The paper “Internet of Things and the Economics of Smart Sustainable Cities,” (Knieps, G.) will be presented at the 6th Conference on the Regulation of Infrastructures (16 June 2017).
The major objective of this paper is to analyze the potentials of ICT for the evolution of smart cities with particular focus on the challenges faced by traditional public utilities in the areas of public transportation, energy, water supply and waste water management due to the entry of new players originating from ICT organizations and industries. The character of virtual networks for smart cities is demonstrated based on three pillars: (1) All-IP based real-time and adaptive broadband communication networks; (2) global navigation satellite systems and their overlay position correction network; (3) the interoperability of ubiquitous sensor network applications, as they form the ICT basis for a multitude of applications that are important in smart cities. The heterogeneity of virtual networks for different smart city physical network services is based on these pillars, taking into account the different requirements for the QoS of data packet transmission, geopositioning and sensor networks.
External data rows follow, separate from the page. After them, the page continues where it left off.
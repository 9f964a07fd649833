use std::ops::Neg;
use crate::utils::prelude::*;

use super::coords::Coord;

pub const BOARD_SIZE: usize = 14;
pub const NUM_CELLS: usize = BOARD_SIZE * BOARD_SIZE;
pub const NUM_PIECES: usize = 21;
pub const MAX_ORIENTATIONS: usize = 4;

/// Two consecutive passes end the game.
pub const PASSES_TO_END: u8 = 2;

// A cell owner.
#[repr(u8)]
#[derive(Clone, Copy, Debug, PartialEq, Eq, PartialOrd, Ord, Hash)]
pub enum Player {
    One = 0,
    Two = 1,
}

impl Player {
    /// Both players in turn order.
    pub fn all() -> [Player; 2] {
        [Player::One, Player::Two]
    }

    /// The index of this player into per-player arrays.
    pub fn index(&self) -> usize {
        *self as usize
    }

    /// Notates the player by the mark its cells carry on the board.
    pub fn notate(&self) -> String {
        match self {
            Player::One => "X",
            Player::Two => "O"
        }.into()
    }

    /// The player's scoring factor.
    /// Choosing 1 and -1 allows for branchless negamax.
    pub fn perspective(&self) -> i32 {
        match self {
            Player::One => 1,
            Player::Two => -1
        }
    }

    /// The fixed corner every first piece of this player must cover.
    pub fn start_corner(&self) -> Coord {
        match self {
            Player::One => Coord::new(0, 0),
            Player::Two => Coord::new(BOARD_SIZE - 1, BOARD_SIZE - 1),
        }
    }

    /// Parses into a player, where an empty marker parses to None.
    pub fn parse(s: &str) -> Result<Option<Player>> {
        match s {
            "x" | "X" | "1" => Ok(Some(Player::One)),
            "o" | "O" | "2" => Ok(Some(Player::Two)),
            "_" | "-" | "." => Ok(None),
            _               => Err(anyhow!("invalid notation {s} for player"))
        }
    }

    /// Renders an optional owner the way the board prints it.
    pub fn repr(player: Option<Player>) -> String {
        player.map_or(".".into(), |p| p.notate())
    }
}

impl Neg for Player {
    type Output = Player;
    fn neg(self) -> Self::Output {
        match self {
            Player::One => Player::Two,
            Player::Two => Player::One
        }
    }
}

impl std::fmt::Display for Player {
    fn fmt(&self, f: &mut std::fmt::Formatter<'_>) -> std::fmt::Result {
        match self {
            Player::One => write!(f, "Player 1"),
            Player::Two => write!(f, "Player 2"),
        }
    }
}
use regex::Regex;

use crate::blokus_duo::prelude::*;

/// A segment of a gamestring that represents the board setup: one '.', 'X' or 'O' per cell, row-major.
#[derive(Clone, Debug)]
pub struct SetupString {
    pub repr: String,
    pub board: Board,
}

impl std::str::FromStr for SetupString {
    type Err = Error;
    fn from_str(s: &str) -> std::result::Result<Self, Self::Err> {
        if s.chars().count() != NUM_CELLS {
            return Err(anyhow!("setup string must have {NUM_CELLS} cells, received {}", s.chars().count()));
        }

        let mut board = Board::new();
        for (i, ch) in s.chars().enumerate() {
            let player = Player::parse(&ch.to_string())?;
            board.set_cell(&Coord::from_index(i), player)?;
        }
        Ok(SetupString { repr: s.to_owned(), board })
    }
}

/// A placement request as a human or a front end writes it. The orientation may be left out, in which case
/// it is resolved against the position it is played in.
#[derive(Clone, Copy, Debug, PartialEq, Eq)]
pub struct MoveRequest {
    pub piece: usize,
    pub orientation: Option<usize>,
    pub anchor: Coord,
}

impl From<Move> for MoveRequest {
    fn from(mv: Move) -> Self {
        MoveRequest { piece: mv.piece, orientation: Some(mv.orientation), anchor: mv.anchor }
    }
}

/// A segment of a gamestring that represents a move, `piece[:orientation]@row,col`. If the move represents
/// a pass, then it contains no request.
#[derive(Clone, Debug)]
pub struct MoveString {
    pub repr: String,
    pub request: Option<MoveRequest>,
}

impl std::str::FromStr for MoveString {
    type Err = Error;
    fn from_str(s: &str) -> std::result::Result<Self, Self::Err> {
        if s == "pass" {
            return Ok(MoveString { repr: s.to_owned(), request: None });
        }

        let pattern = Regex::new("^(?<piece>[0-9]{1,2})(:(?<orientation>[0-9]))?@(?<anchor>[0-9]{1,2},[0-9]{1,2})$")?;
        let Some(matches) = pattern.captures(s) else {
            return Err(anyhow!("could not parse movestring {s}"));
        };

        let piece = matches["piece"].parse::<usize>()?;
        let orientation = matches.name("orientation").map(|m| m.as_str().parse::<usize>()).transpose()?;
        let anchor = matches["anchor"].parse::<Coord>()?;

        Ok(MoveString { repr: s.to_owned(), request: Some(MoveRequest { piece, orientation, anchor }) })
    }
}

/// A parsed gamestring: an optional setup followed by a `;`-separated move list.
///
/// Caveat: the game need not actually be semantically valid, only syntactically; each move should be tried
/// in turn against the position reached by the moves before it.
#[derive(Clone, Debug)]
pub struct GameString {
    pub setup: Option<SetupString>,
    pub moves: Vec<MoveString>,
}

impl std::str::FromStr for GameString {
    type Err = Error;
    fn from_str(s: &str) -> std::result::Result<Self, Self::Err> {
        let parts = s.split(';').map(str::trim).filter(|p| !p.is_empty()).collect::<Vec<&str>>();

        let (setup, movelist) = match parts.split_first() {
            Some((first, rest)) if first.chars().count() == NUM_CELLS => (Some(first.parse::<SetupString>()?), rest),
            _ => (None, parts.as_slice()),
        };

        let mut moves = vec![];
        for move_str in movelist {
            moves.push(move_str.parse::<MoveString>()?);
        }
        Ok(GameString { setup, moves })
    }
}
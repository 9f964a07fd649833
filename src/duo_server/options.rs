use std::{path::PathBuf, time::Duration};

use clap::Parser;

use crate::prelude::*;

#[derive(Clone, Debug, Parser)]
#[command(version, about = "A Blokus Duo engine speaking a line-based text protocol")]
pub struct DuoServerOptions {
    #[arg(short, long)]
    pub log_level: Option<String>,

    /// The deepest search iteration, in plies.
    #[arg(short, long, default_value_t = 2, value_parser = clap::value_parser!(u8).range(1..))]
    pub depth: u8,

    /// The search budget per move, in seconds.
    #[arg(short, long)]
    pub timeout: Option<u64>,

    /// Value every search node for its own mover instead of the root mover.
    #[arg(short, long, default_value_t = false)]
    pub negamax: bool,

    #[arg(short, long)]
    pub seed: Option<u64>,

    #[arg(long, value_enum, default_value_t = WhichStrategy::Random)]
    pub player_one: WhichStrategy,

    #[arg(long, value_enum, default_value_t = WhichStrategy::AlphaBeta)]
    pub player_two: WhichStrategy,

    /// Play one game between the two configured players and exit.
    #[arg(long, default_value_t = false)]
    pub selfplay: bool,

    /// Append a board snapshot to this file after every ply.
    #[arg(short, long)]
    pub replay: Option<PathBuf>,
}

impl DuoServerOptions {
    pub fn agent_config(&self) -> AgentConfig {
        let mut config = AgentConfig::default();

        config.limits = SearchLimits { depth: self.depth, timeout: self.timeout.map(Duration::from_secs) };
        if self.negamax {
            config.mode = SearchMode::Negamax;
        }
        config.seed = self.seed;
        config.players = [self.player_one, self.player_two];

        config
    }
}

#[cfg(test)]
mod tests {
    use super::*;

    #[test]
    fn defaults_search_two_plies() {
        let options = DuoServerOptions::parse_from(["blokus"]);
        let config = options.agent_config();
        assert_eq!(config.limits.depth, 2);
        assert!(config.limits.timeout.is_none());
        assert_eq!(config.mode, SearchMode::FixedReference);
        assert_eq!(config.players, [WhichStrategy::Random, WhichStrategy::AlphaBeta]);
    }

    #[test]
    fn parses_players_and_limits() {
        let options = DuoServerOptions::parse_from([
            "blokus", "--depth", "3", "--timeout", "5", "--negamax", "--player-one", "mobility", "--player-two", "human",
            "--seed", "9",
        ]);
        let config = options.agent_config();
        assert_eq!(config.limits.depth, 3);
        assert_eq!(config.limits.timeout, Some(Duration::from_secs(5)));
        assert_eq!(config.mode, SearchMode::Negamax);
        assert_eq!(config.players, [WhichStrategy::Mobility, WhichStrategy::Human]);
        assert_eq!(config.seed, Some(9));
    }

    #[test]
    fn rejects_a_zero_depth() {
        assert!(DuoServerOptions::try_parse_from(["blokus", "--depth", "0"]).is_err());
    }
}
pub(crate) mod bitboard;
pub(crate) mod pretty;

use super::prelude::*;

pub use bitboard::Bitboard;

/// The 14x14 grid, stored as one occupancy bitboard per player.
///
/// A cell is empty when neither bitboard holds it. The two boards are disjoint, and cells are only ever
/// added, so copying a board is a copy of 64 bytes.
#[derive(Clone, Copy, Debug, Default, PartialEq, Eq, Hash)]
pub struct Board {
    occupancy: [Bitboard; 2],
}

impl Board {
    /// Returns a new, empty board.
    pub fn new() -> Board {
        Board::default()
    }

    /// Determines the owner of the cell at a given coordinate, if any.
    pub fn cell(&self, coord: &Coord) -> Result<Option<Player>> {
        if coord.in_bounds() {
            Ok(self.cell_unchecked(coord))
        } else {
            Err(anyhow!(
                "invalid coordinate ({:02}, {:02})",
                coord.row,
                coord.col
            ))
        }
    }

    /// Unchecked owner lookup; off-board coordinates read as empty.
    pub fn cell_unchecked(&self, coord: &Coord) -> Option<Player> {
        Player::all().into_iter().find(|p| self.occupancy[p.index()].contains(coord))
    }

    /// Marks every given cell as owned by the player; engine use only.
    pub(crate) fn fill(&mut self, player: Player, coords: impl Iterator<Item = Coord>) -> &mut Self {
        let owned = &mut self.occupancy[player.index()];
        coords.for_each(|c| {
            owned.insert(&c);
        });
        self
    }

    pub fn is_empty(&self, coord: &Coord) -> bool {
        !self.occupied().contains(coord)
    }

    /// The cells owned by either player.
    pub fn occupied(&self) -> Bitboard {
        self.occupancy[0] | self.occupancy[1]
    }

    /// The number of cells owned by either player.
    pub fn occupied_count(&self) -> usize {
        self.occupancy.iter().map(|b| b.count()).sum()
    }

    /// The cells owned by one player.
    pub fn owned(&self, player: Player) -> Bitboard {
        self.occupancy[player.index()]
    }

    /// Sets the owner of the cell at a given coordinate on the board.
    pub fn set_cell(&mut self, coord: &Coord, cell: Option<Player>) -> Result<&mut Self> {
        if !coord.in_bounds() {
            return Err(anyhow!("invalid coordinate ({:02}, {:02})", coord.row, coord.col));
        }
        self.occupancy.iter_mut().for_each(|b| {
            b.remove(coord);
        });
        if let Some(player) = cell {
            self.occupancy[player.index()].insert(coord);
        }
        Ok(self)
    }
}

#[cfg(test)]
mod tests {
    use super::*;

    #[test]
    fn fill_claims_cells_for_one_player() {
        let mut board = Board::new();
        board.fill(Player::Two, [Coord::new(13, 13), Coord::new(12, 13)].into_iter());
        assert_eq!(board.cell(&Coord::new(12, 13)).unwrap(), Some(Player::Two));
        assert_eq!(board.cell(&Coord::new(0, 0)).unwrap(), None);
        assert_eq!(board.occupied_count(), 2);
        assert!(board.owned(Player::One).is_empty());
        assert!(board.cell(&Coord::new(14, 0)).is_err());
    }

    #[test]
    fn set_cell_reassigns_ownership() {
        let mut board = Board::new();
        let c = Coord::new(4, 4);
        board.set_cell(&c, Some(Player::One)).unwrap();
        board.set_cell(&c, Some(Player::Two)).unwrap();
        assert_eq!(board.cell_unchecked(&c), Some(Player::Two));
        assert_eq!(board.occupied_count(), 1);
        board.set_cell(&c, None).unwrap();
        assert!(board.is_empty(&c));
    }
}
It can be expected that prosumer activities and resultant networked commons become increasingly relevant for the smart city of the future. However, the increasing role of prosumer activities cannot replace the role of markets for solving scarcity problems within ICT networks as well as physical networks. The role of congestion pricing and QoS differentiation for network capacities in transportation and electricity markets as well as ICT is indicated. If, due to non-rivalry in usage, efficient congestion prices are pointless, the future role of subsidies from the state is considered.
ABOUT THE AUTHORS
Prof. Dr. Günter Knieps is a professor of economics at the University of Freiburg and holds the chair of Network Economics, Competition Economics, and Transport Science. Before that, he held a position as professor of microeconomics at Groningen (Netherlands). He studied economics and mathematics and obtained his PhD in Bonn. He held post-doc positions at Princeton and the University of Pennsylvania and obtained his habilitation in Berne. He is the author of numerous publications on network economics, (de-)regulation, competition policy, and sector studies on network industries (e.g. transport, telecommunications and postal markets, internet and energy). He is a member of the Scientific Advisory Councils of the Federal Ministry of Economics and Energy and of the Federal Ministry of Transport and Digital Infrastructure.